### Data provided ###
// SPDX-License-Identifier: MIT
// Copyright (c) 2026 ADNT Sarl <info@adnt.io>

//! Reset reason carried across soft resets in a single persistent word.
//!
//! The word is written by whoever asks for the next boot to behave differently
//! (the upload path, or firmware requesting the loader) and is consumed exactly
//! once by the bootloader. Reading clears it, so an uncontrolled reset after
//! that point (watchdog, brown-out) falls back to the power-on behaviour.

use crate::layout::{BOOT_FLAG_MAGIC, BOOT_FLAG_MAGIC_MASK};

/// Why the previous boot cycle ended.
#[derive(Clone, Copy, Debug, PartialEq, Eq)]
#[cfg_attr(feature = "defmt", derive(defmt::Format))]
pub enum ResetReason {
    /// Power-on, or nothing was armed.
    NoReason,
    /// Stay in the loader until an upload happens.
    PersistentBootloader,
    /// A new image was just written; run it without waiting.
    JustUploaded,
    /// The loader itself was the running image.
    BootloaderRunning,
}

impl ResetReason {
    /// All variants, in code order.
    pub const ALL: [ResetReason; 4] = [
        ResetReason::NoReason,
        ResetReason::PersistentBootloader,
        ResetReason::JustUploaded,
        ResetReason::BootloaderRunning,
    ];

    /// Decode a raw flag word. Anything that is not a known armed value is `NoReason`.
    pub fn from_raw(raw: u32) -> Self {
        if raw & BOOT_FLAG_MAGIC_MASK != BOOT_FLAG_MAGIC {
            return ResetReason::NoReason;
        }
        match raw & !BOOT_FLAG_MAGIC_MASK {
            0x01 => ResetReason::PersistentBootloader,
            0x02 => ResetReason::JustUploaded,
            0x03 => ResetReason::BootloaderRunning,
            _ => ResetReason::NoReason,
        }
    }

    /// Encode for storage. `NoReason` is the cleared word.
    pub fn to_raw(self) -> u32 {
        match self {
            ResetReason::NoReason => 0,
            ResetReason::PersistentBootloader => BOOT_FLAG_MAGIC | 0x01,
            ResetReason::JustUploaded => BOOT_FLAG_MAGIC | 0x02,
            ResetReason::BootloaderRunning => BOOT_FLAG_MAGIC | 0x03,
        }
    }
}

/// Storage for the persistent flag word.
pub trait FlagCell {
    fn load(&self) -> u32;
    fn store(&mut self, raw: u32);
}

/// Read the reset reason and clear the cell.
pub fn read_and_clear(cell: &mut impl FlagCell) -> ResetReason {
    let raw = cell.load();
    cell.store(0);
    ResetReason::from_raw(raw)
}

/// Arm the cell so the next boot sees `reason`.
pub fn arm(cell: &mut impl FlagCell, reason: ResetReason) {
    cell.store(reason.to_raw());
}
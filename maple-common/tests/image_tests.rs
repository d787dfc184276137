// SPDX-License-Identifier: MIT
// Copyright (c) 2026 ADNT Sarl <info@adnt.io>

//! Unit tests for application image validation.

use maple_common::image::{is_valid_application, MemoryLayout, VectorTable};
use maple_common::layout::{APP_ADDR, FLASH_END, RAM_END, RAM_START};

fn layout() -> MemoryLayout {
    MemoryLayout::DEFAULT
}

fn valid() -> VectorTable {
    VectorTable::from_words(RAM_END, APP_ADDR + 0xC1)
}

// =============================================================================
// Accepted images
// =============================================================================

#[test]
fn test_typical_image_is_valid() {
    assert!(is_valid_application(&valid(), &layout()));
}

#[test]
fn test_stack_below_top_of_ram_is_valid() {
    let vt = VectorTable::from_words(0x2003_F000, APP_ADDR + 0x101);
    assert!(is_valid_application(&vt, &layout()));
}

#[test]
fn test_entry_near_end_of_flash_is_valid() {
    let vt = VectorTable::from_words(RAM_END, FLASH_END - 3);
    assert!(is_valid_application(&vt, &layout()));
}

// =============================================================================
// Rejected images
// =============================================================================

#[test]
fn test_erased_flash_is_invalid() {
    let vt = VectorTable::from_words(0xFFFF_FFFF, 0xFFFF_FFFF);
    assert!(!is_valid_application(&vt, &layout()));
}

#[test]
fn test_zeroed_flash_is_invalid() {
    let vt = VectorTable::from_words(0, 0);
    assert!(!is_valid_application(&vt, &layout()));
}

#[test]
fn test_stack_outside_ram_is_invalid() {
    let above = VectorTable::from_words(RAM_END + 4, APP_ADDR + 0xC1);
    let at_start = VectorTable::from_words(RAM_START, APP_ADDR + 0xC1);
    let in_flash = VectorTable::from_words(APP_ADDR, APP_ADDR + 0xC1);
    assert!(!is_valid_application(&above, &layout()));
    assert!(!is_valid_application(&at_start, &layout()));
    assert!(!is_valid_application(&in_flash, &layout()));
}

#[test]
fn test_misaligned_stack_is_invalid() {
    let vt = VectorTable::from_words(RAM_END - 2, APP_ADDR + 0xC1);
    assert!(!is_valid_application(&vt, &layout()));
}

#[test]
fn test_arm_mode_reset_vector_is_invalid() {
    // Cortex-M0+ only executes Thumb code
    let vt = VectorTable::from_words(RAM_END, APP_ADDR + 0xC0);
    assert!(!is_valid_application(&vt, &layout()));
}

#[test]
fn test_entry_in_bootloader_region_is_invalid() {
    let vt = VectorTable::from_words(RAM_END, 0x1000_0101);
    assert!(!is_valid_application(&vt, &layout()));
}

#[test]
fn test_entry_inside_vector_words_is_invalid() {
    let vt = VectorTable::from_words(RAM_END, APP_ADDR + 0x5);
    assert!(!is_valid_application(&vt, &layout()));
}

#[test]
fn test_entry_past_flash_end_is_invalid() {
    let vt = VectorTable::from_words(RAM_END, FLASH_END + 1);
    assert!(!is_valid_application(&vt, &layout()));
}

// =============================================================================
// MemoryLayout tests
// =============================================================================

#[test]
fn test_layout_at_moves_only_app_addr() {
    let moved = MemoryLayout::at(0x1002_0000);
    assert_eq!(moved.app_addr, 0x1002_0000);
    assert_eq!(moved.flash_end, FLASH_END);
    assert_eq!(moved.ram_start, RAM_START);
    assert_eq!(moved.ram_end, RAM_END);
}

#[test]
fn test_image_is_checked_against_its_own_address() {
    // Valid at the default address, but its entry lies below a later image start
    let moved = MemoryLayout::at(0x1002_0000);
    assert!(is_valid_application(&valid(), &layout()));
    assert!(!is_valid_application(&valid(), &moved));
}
###
» **How to complete this task**:
Among the lines above, return each one holding the string "that".

» **Result for this exercise**:
//! that point (watchdog, brown-out) falls back to the power-on behaviour.
    /// Decode a raw flag word. Anything that is not a known armed value is `NoReason`.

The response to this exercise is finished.